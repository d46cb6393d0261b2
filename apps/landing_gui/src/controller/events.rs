//! UI/backend events and error modeling for the landing window controller.

use page_core::{CaptureForm, PageView, SurveyForm, TransitionError};
use tokio::sync::watch;

/// Read side of the page state; the backend worker is the only writer.
pub struct PageHandles {
    pub view: watch::Receiver<PageView>,
    pub capture: watch::Receiver<CaptureForm>,
    pub survey: watch::Receiver<SurveyForm>,
}

pub enum UiEvent {
    Ready {
        handles: PageHandles,
        backend: &'static str,
    },
    Info(String),
    Error(UiError),
}

#[derive(Debug, Clone, Copy, PartialEq, Eq)]
pub enum UiErrorCategory {
    Storage,
    Transition,
    Config,
    Transport,
    Unknown,
}

#[derive(Debug, Clone, Copy, PartialEq, Eq)]
pub enum UiErrorContext {
    BackendStartup,
    Navigation,
    General,
}

#[derive(Debug, Clone)]
pub struct UiError {
    category: UiErrorCategory,
    context: UiErrorContext,
    message: String,
}

impl UiError {
    pub fn from_message(context: UiErrorContext, message: impl Into<String>) -> Self {
        let message = message.into();
        let message_lower = message.to_ascii_lowercase();
        let category = if message_lower.contains("project id")
            || message_lower.contains("config")
            || message_lower.contains("invalid url")
        {
            UiErrorCategory::Config
        } else if message_lower.contains("sqlite")
            || message_lower.contains("database")
            || message_lower.contains("document store")
            || message_lower.contains("firestore")
        {
            UiErrorCategory::Storage
        } else if message_lower.contains("timeout")
            || message_lower.contains("connection")
            || message_lower.contains("network")
            || message_lower.contains("disconnected")
            || message_lower.contains("unavailable")
        {
            UiErrorCategory::Transport
        } else {
            UiErrorCategory::Unknown
        };

        Self {
            category,
            context,
            message,
        }
    }

    pub fn from_transition(context: UiErrorContext, err: &TransitionError) -> Self {
        Self {
            category: UiErrorCategory::Transition,
            context,
            message: err.to_string(),
        }
    }

    /// Startup problems get a banner; everything else only reaches the status line.
    pub fn wants_banner(&self) -> bool {
        self.context == UiErrorContext::BackendStartup
    }

    pub fn category(&self) -> UiErrorCategory {
        self.category
    }

    pub fn context(&self) -> UiErrorContext {
        self.context
    }

    pub fn message(&self) -> &str {
        &self.message
    }
}

pub fn err_label(category: UiErrorCategory) -> &'static str {
    match category {
        UiErrorCategory::Storage => "Storage",
        UiErrorCategory::Transition => "Navigation",
        UiErrorCategory::Config => "Configuration",
        UiErrorCategory::Transport => "Transport",
        UiErrorCategory::Unknown => "Unexpected",
    }
}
= = =
Exercise description — What lines in the data above contain the word "static"? Show them all.

Task output —
        backend: &'static str,
pub fn err_label(category: UiErrorCategory) -> &'static str {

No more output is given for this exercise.